When Kevin Pietersen came out to bat on the first day he wasn't in great form, and it showed - he was scratchy, the ball found the edge of the bat on numerous occasions, and the runs were hard to come by. By the time he finished, everything was flying off the middle of the bat, and the runs were coming in a deluge. Pietersen started the Test with plenty of questions about his form and hunger, and within a couple of days he has turned it around completely, in the process carving out his third double-century and becoming one of only six batsmen to score 1000 Test runs at Lord's. Among those six, Pietersen's average of 69.52 is easily the highest; Andrew Strauss is next at 55.44.

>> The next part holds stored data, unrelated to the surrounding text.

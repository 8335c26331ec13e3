//! Lifecycle management subsystem.
//!
//! # Data Flow
//! ```text
//! Startup (startup.rs):
//!     Read options → Project whitelist → Log exported keys → LaunchPlan
//!
//! Launch (launch.rs):
//!     Exec mode:      replace process image with the program
//!     Supervise mode: spawn → wait → propagate exit code
//!
//! Signals (signals.rs):
//!     SIGTERM/SIGINT/SIGHUP → forwarded to the supervised child
//! ```
//!
//! # Design Decisions
//! - Fail fast: unreadable or malformed options abort before launch
//! - A missing options file is not fatal
//! - The launcher's own environment is never modified

pub mod launch;
pub mod signals;
pub mod startup;

pub use launch::{launch, LaunchError};
pub use startup::{prepare, LaunchPlan};

use crate::config::LauncherConfig;
use crate::error::LauncherError;

/// Run the whole bootstrap sequence and return the process exit code.
///
/// In exec mode this only returns on failure.
pub fn run(config: &LauncherConfig) -> Result<i32, LauncherError> {
    let plan = prepare(config)?;

    if config.launch.dry_run {
        tracing::info!(
            program = %plan.program,
            args = ?plan.args,
            exported = ?plan.env.keys().map(|k| k.as_str()).collect::<Vec<_>>(),
            "Dry run, not starting program"
        );
        return Ok(0);
    }

    Ok(launch(&plan)?)
}
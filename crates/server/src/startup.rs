use std::{net::SocketAddr, sync::Arc};

use axum::http::{header, HeaderValue, Method};
use axum::Router;
use configs::{AppConfig, ServerConfig};
use migration::MigratorTrait;
use tower_http::cors::CorsLayer;
use tracing::info;

use crate::routes;
use crate::state::ServerState;
use service::{period::SystemClock, repo::SeaOrmRepository, repository::MessRepository};

/// Only `origin` when configured, otherwise permissive.
pub fn build_cors(origin: Option<&str>) -> anyhow::Result<CorsLayer> {
    match origin {
        Some(origin) => Ok(CorsLayer::new()
            .allow_origin(origin.parse::<HeaderValue>()?)
            .allow_methods([Method::GET, Method::POST, Method::PUT, Method::DELETE, Method::OPTIONS])
            .allow_headers([header::CONTENT_TYPE])),
        None => Ok(CorsLayer::very_permissive()),
    }
}

pub fn bind_addr(server: &ServerConfig) -> anyhow::Result<SocketAddr> {
    Ok(format!("{}:{}", server.host, server.port).parse()?)
}

/// Public entry: connect, migrate, build the app and serve until Ctrl+C
pub async fn run(cfg: AppConfig) -> anyhow::Result<()> {
    let db = models::db::connect_with_config(&cfg.database).await?;
    if cfg.database.auto_migrate {
        migration::Migrator::up(&db, None).await?;
        info!("database migrations applied");
    }

    let repo: Arc<dyn MessRepository> = Arc::new(SeaOrmRepository::new(db));
    let state = ServerState::new(repo, Arc::new(SystemClock));

    let cors = build_cors(cfg.server.cors_origin.as_deref())?;
    let app: Router = routes::build_router(state, cors);

    let addr = bind_addr(&cfg.server)?;
    let listener = tokio::net::TcpListener::bind(addr).await?;
    info!(%addr, "server is running");
    axum::serve(listener, app)
        .with_graceful_shutdown(shutdown_signal())
        .await?;
    Ok(())
}

async fn shutdown_signal() {
    if tokio::signal::ctrl_c().await.is_ok() {
        info!("received Ctrl+C, draining connections");
    }
}

#[cfg(test)]
mod tests {
    use super::*;
    use axum::body::Body;
    use axum::http::Request;
    use service::period::FixedClock;
    use service::repository::mock::InMemoryRepository;
    use tower::ServiceExt;

    const FRONTEND: &str = "https://mess-management-17ffa.web.app";

    fn app_with_origin(origin: Option<&str>) -> Router {
        let today = chrono::NaiveDate::from_ymd_opt(2025, 6, 15).unwrap();
        let state = ServerState::new(Arc::new(InMemoryRepository::default()), Arc::new(FixedClock(today)));
        routes::build_router(state, build_cors(origin).unwrap())
    }

    async fn allow_origin_for(app: Router, origin: &str) -> Option<String> {
        let req = Request::builder().uri("/health").header(header::ORIGIN, origin).body(Body::empty()).unwrap();
        let res = app.oneshot(req).await.unwrap();
        res.headers()
            .get(header::ACCESS_CONTROL_ALLOW_ORIGIN)
            .map(|v| v.to_str().unwrap().to_string())
    }

    #[tokio::test]
    async fn configured_origin_restricts_cors() {
        let app = app_with_origin(Some(FRONTEND));
        assert_eq!(allow_origin_for(app.clone(), FRONTEND).await.as_deref(), Some(FRONTEND));
        assert_eq!(allow_origin_for(app, "https://elsewhere.example").await, None);
    }

    #[tokio::test]
    async fn unset_origin_is_permissive() {
        let app = app_with_origin(None);
        assert_eq!(allow_origin_for(app, "https://elsewhere.example").await.as_deref(), Some("https://elsewhere.example"));
    }

    #[test]
    fn cors_accepts_configured_origin() {
        assert!(build_cors(Some(FRONTEND)).is_ok());
        assert!(build_cors(None).is_ok());
        assert!(build_cors(Some("bad\norigin")).is_err());
    }

    #[test]
    fn bind_addr_from_server_config() {
        let server = ServerConfig { host: "127.0.0.1".into(), port: 5000, worker_threads: None, cors_origin: None };
        assert_eq!(bind_addr(&server).unwrap().port(), 5000);
    }
}
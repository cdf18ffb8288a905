use anyhow::Result;
use serde::Deserialize;
use anyhow::anyhow;

#[derive(Debug, Clone, Deserialize, Default)]
pub struct AppConfig {
    #[serde(default)]
    pub server: ServerConfig,
    #[serde(default)]
    pub database: DatabaseConfig,
}

#[derive(Debug, Clone, Deserialize)]
#[serde(default)]
pub struct ServerConfig {
    pub host: String,
    pub port: u16,
    pub worker_threads: Option<usize>,
    /// Single allowed CORS origin; permissive when unset.
    pub cors_origin: Option<String>,
}

impl Default for ServerConfig {
    fn default() -> Self {
        Self { host: "0.0.0.0".into(), port: 5000, worker_threads: Some(4), cors_origin: None }
    }
}

#[derive(Debug, Clone, Deserialize)]
pub struct DatabaseConfig {
    #[serde(default)]
    pub url: String,
    #[serde(default = "default_max_connections")]
    pub max_connections: u32,
    #[serde(default = "default_min_connections")]
    pub min_connections: u32,
    #[serde(default = "default_connect_timeout")]
    pub connect_timeout_secs: u64,
    #[serde(default = "default_idle_timeout")]
    pub idle_timeout_secs: u64,
    #[serde(default = "default_max_lifetime")]
    pub max_lifetime_secs: u64,
    #[serde(default = "default_acquire_timeout")]
    pub acquire_timeout_secs: u64,
    #[serde(default)]
    pub sqlx_logging: bool,
    #[serde(default = "default_auto_migrate")]
    pub auto_migrate: bool,
}

impl Default for DatabaseConfig {
    fn default() -> Self {
        Self {
            url: String::new(),
            max_connections: default_max_connections(),
            min_connections: default_min_connections(),
            connect_timeout_secs: default_connect_timeout(),
            idle_timeout_secs: default_idle_timeout(),
            max_lifetime_secs: default_max_lifetime(),
            acquire_timeout_secs: default_acquire_timeout(),
            sqlx_logging: false,
            auto_migrate: default_auto_migrate(),
        }
    }
}

fn default_max_connections() -> u32 { 10 }
fn default_min_connections() -> u32 { 2 }
fn default_connect_timeout() -> u64 { 30 }
fn default_idle_timeout() -> u64 { 600 }
fn default_max_lifetime() -> u64 { 3600 }
fn default_acquire_timeout() -> u64 { 30 }
fn default_auto_migrate() -> bool { true }

pub fn config_path() -> String {
    std::env::var("CONFIG_PATH").unwrap_or_else(|_| "config.toml".to_string())
}

pub fn load_from_file(path: &str) -> Result<AppConfig> {
    let content = std::fs::read_to_string(path)?;
    parse(&content)
}

pub fn parse(content: &str) -> Result<AppConfig> {
    let cfg: AppConfig = toml::from_str(content)?;
    Ok(cfg)
}

impl AppConfig {
    /// Load `config.toml` when present, otherwise build from environment variables.
    pub fn load_and_validate() -> Result<Self> {
        Self::load_and_validate_from(&config_path())
    }

    pub fn load_and_validate_from(path: &str) -> Result<Self> {
        let mut cfg = Self::load_or_env(path)?;
        cfg.normalize_and_validate()?;
        Ok(cfg)
    }

    /// A missing file selects the environment; an unreadable or malformed one is an error.
    pub fn load_or_env(path: &str) -> Result<Self> {
        if !std::path::Path::new(path).exists() {
            return Ok(Self::from_env());
        }
        load_from_file(path).map_err(|e| anyhow!("failed to load config {}: {}", path, e))
    }

    /// Environment-only configuration: `SERVER_HOST`, `SERVER_PORT`/`PORT`,
    /// `TOKIO_WORKER_THREADS`, `CORS_ORIGIN`, `DATABASE_URL`.
    pub fn from_env() -> Self {
        let mut server = ServerConfig::default();
        if let Ok(host) = std::env::var("SERVER_HOST") {
            server.host = host;
        }
        if let Some(port) = std::env::var("SERVER_PORT")
            .or_else(|_| std::env::var("PORT"))
            .ok()
            .and_then(|p| p.parse::<u16>().ok())
        {
            server.port = port;
        }
        if let Some(w) = std::env::var("TOKIO_WORKER_THREADS").ok().and_then(|v| v.parse::<usize>().ok()) {
            server.worker_threads = Some(w);
        }
        server.cors_origin = std::env::var("CORS_ORIGIN").ok();
        Self { server, database: DatabaseConfig::default() }
    }

    pub fn normalize_and_validate(&mut self) -> Result<()> {
        self.server.normalize()?;
        // database URL may come from the environment
        self.database.normalize_from_env();
        self.database.validate()?;
        Ok(())
    }
}

impl ServerConfig {
    fn normalize(&mut self) -> Result<()> {
        if self.host.trim().is_empty() {
            self.host = "0.0.0.0".to_string();
        }
        if self.port == 0 {
            return Err(anyhow!("server.port must be within 1..=65535"));
        }
        match self.worker_threads {
            Some(w) if w > 0 => {}
            _ => self.worker_threads = Some(4),
        }
        if let Some(origin) = &self.cors_origin {
            if origin.trim().is_empty() {
                self.cors_origin = None;
            }
        }
        Ok(())
    }
}

impl DatabaseConfig {
    pub fn normalize_from_env(&mut self) {
        if self.url.trim().is_empty() {
            if let Ok(url) = std::env::var("DATABASE_URL") {
                self.url = url;
            }
        }
    }

    pub fn validate(&self) -> Result<()> {
        if self.url.trim().is_empty() {
            return Err(anyhow!("database.url is empty; set it in config.toml or DATABASE_URL"));
        }
        let lower = self.url.to_lowercase();
        if !(lower.starts_with("postgresql://") || lower.starts_with("postgres://")) {
            return Err(anyhow!("database.url must start with postgresql:// or postgres://"));
        }
        if self.min_connections == 0 {
            return Err(anyhow!("database.min_connections must be >= 1"));
        }
        if self.max_connections < self.min_connections {
            return Err(anyhow!("database.max_connections must be >= min_connections"));
        }
        if self.connect_timeout_secs == 0 || self.acquire_timeout_secs == 0 {
            return Err(anyhow!("database timeouts must be positive seconds"));
        }
        Ok(())
    }
}
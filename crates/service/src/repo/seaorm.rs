use async_trait::async_trait;
use chrono::NaiveDate;
use models::meal::NewMeal;
use sea_orm::DatabaseConnection;
use uuid::Uuid;

use crate::domain::{Member, MealEntry, MemberUpdate, NewMember, RateSetting, UpdateOutcome};
use crate::errors::ServiceError;
use crate::period::DateRange;
use crate::repository::{MealRepository, MemberRepository, RateRepository};

/// SeaORM-backed repository; one pooled connection shared by every handler.
#[derive(Clone)]
pub struct SeaOrmRepository {
    pub db: DatabaseConnection,
}

impl SeaOrmRepository {
    pub fn new(db: DatabaseConnection) -> Self { Self { db } }
}

#[async_trait]
impl MemberRepository for SeaOrmRepository {
    async fn insert_member(&self, input: &NewMember) -> Result<Member, ServiceError> {
        let created = models::member::create(&self.db, &input.name, &input.address).await?;
        Ok(created.into())
    }

    async fn list_members(&self) -> Result<Vec<Member>, ServiceError> {
        let rows = models::member::list(&self.db).await?;
        Ok(rows.into_iter().map(Member::from).collect())
    }

    async fn update_member(&self, id: Uuid, input: &MemberUpdate) -> Result<UpdateOutcome, ServiceError> {
        Ok(models::member::update_details(&self.db, id, &input.name, &input.address).await?)
    }

    async fn delete_member(&self, id: Uuid) -> Result<u64, ServiceError> {
        Ok(models::member::delete(&self.db, id).await?)
    }
}

#[async_trait]
impl MealRepository for SeaOrmRepository {
    async fn recorded_member_ids(&self, member_ids: &[Uuid], date: NaiveDate) -> Result<Vec<Uuid>, ServiceError> {
        Ok(models::meal::recorded_member_ids(&self.db, member_ids, date).await?)
    }

    async fn insert_meal_if_absent(&self, meal: NewMeal) -> Result<Option<MealEntry>, ServiceError> {
        let inserted = models::meal::insert_if_absent(&self.db, meal).await?;
        Ok(inserted.map(MealEntry::from))
    }

    async fn list_meals(&self, range: Option<DateRange>) -> Result<Vec<MealEntry>, ServiceError> {
        let rows = models::meal::list_between(&self.db, range.map(|r| (r.start, r.end))).await?;
        Ok(rows.into_iter().map(MealEntry::from).collect())
    }

    async fn sum_guest_meals(&self, range: DateRange) -> Result<i64, ServiceError> {
        Ok(models::meal::sum_guest_meals(&self.db, range.start, range.end).await?)
    }
}

#[async_trait]
impl RateRepository for SeaOrmRepository {
    async fn get_setting(&self, key: &str) -> Result<Option<f64>, ServiceError> {
        Ok(models::setting::get_value(&self.db, key).await?)
    }

    async fn upsert_setting(&self, key: &str, value: f64) -> Result<RateSetting, ServiceError> {
        let stored = models::setting::upsert(&self.db, key, value).await?;
        Ok(stored.into())
    }
}
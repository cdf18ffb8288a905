use axum::http::StatusCode;
use axum::response::{IntoResponse, Response};
use axum::Json;
use serde_json::{json, Value};
use tracing::error;

use service::errors::ServiceError;

/// JSON error reply: a status code plus a `{"message": ...}` body.
#[derive(Debug)]
pub struct JsonApiError {
    pub status: StatusCode,
    pub body: Value,
}

impl JsonApiError {
    pub fn new(status: StatusCode, message: impl Into<String>) -> Self {
        Self { status, body: json!({ "message": message.into() }) }
    }

    /// Body shaped as `{"success": false, "message": ...}`, used by member update.
    pub fn unsuccessful(status: StatusCode, message: impl Into<String>) -> Self {
        Self { status, body: json!({ "success": false, "message": message.into() }) }
    }

    pub fn internal() -> Self {
        Self::new(StatusCode::INTERNAL_SERVER_ERROR, "Internal Server Error")
    }
}

impl From<ServiceError> for JsonApiError {
    fn from(e: ServiceError) -> Self {
        match e {
            ServiceError::Validation(msg) => JsonApiError::new(StatusCode::BAD_REQUEST, msg),
            ServiceError::AlreadyRecorded => JsonApiError::new(StatusCode::BAD_REQUEST, ServiceError::AlreadyRecorded.to_string()),
            ServiceError::Db(msg) => {
                error!(error = %msg, "database call failed");
                JsonApiError::internal()
            }
        }
    }
}

impl IntoResponse for JsonApiError {
    fn into_response(self) -> Response {
        if self.status.is_server_error() {
            error!(status = %self.status, body = %self.body, "request failed");
        }
        (self.status, Json(self.body)).into_response()
    }
}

A look at Pietersen's run-scoring through various stages of his innings shows how he gradually turned his form around. Out of the first 80 deliveries he played, 65 were dots, and only two were fours, and both were edged through the slips. His first authoritative boundary came off his 87th delivery, when he walked across his stumps and clipped Ishant Sharma through mid-on for four. The on-side was easily his more favoured scoring area, fetching him 120 out of his 202.

The second and third sets of 80 deliveries were periods of consolidation, when Pietersen increased his scoring rate to more than three per over, and forged an important partnership with Ian Bell. And then came the final charge which completely demolished an Indian attack already missing their strike bowler. Off the last 86 balls he faced, Pietersen creamed 89, including nine fours and a six.

Of all the Indian bowlers, the one who took the maximum punishment from Pietersen was Ishant - nearly half the fours that he struck in his entire innings came off Ishant. Praveen Kumar and Harbhajan Singh kept him relatively quiet, but part-timer Suresh Raina was, not surprisingly, quite clueless against him, going for 24 in eight deliveries. Unfortunately for India, their main strike bowler sent down only seven balls to Pietersen before retiring hurt.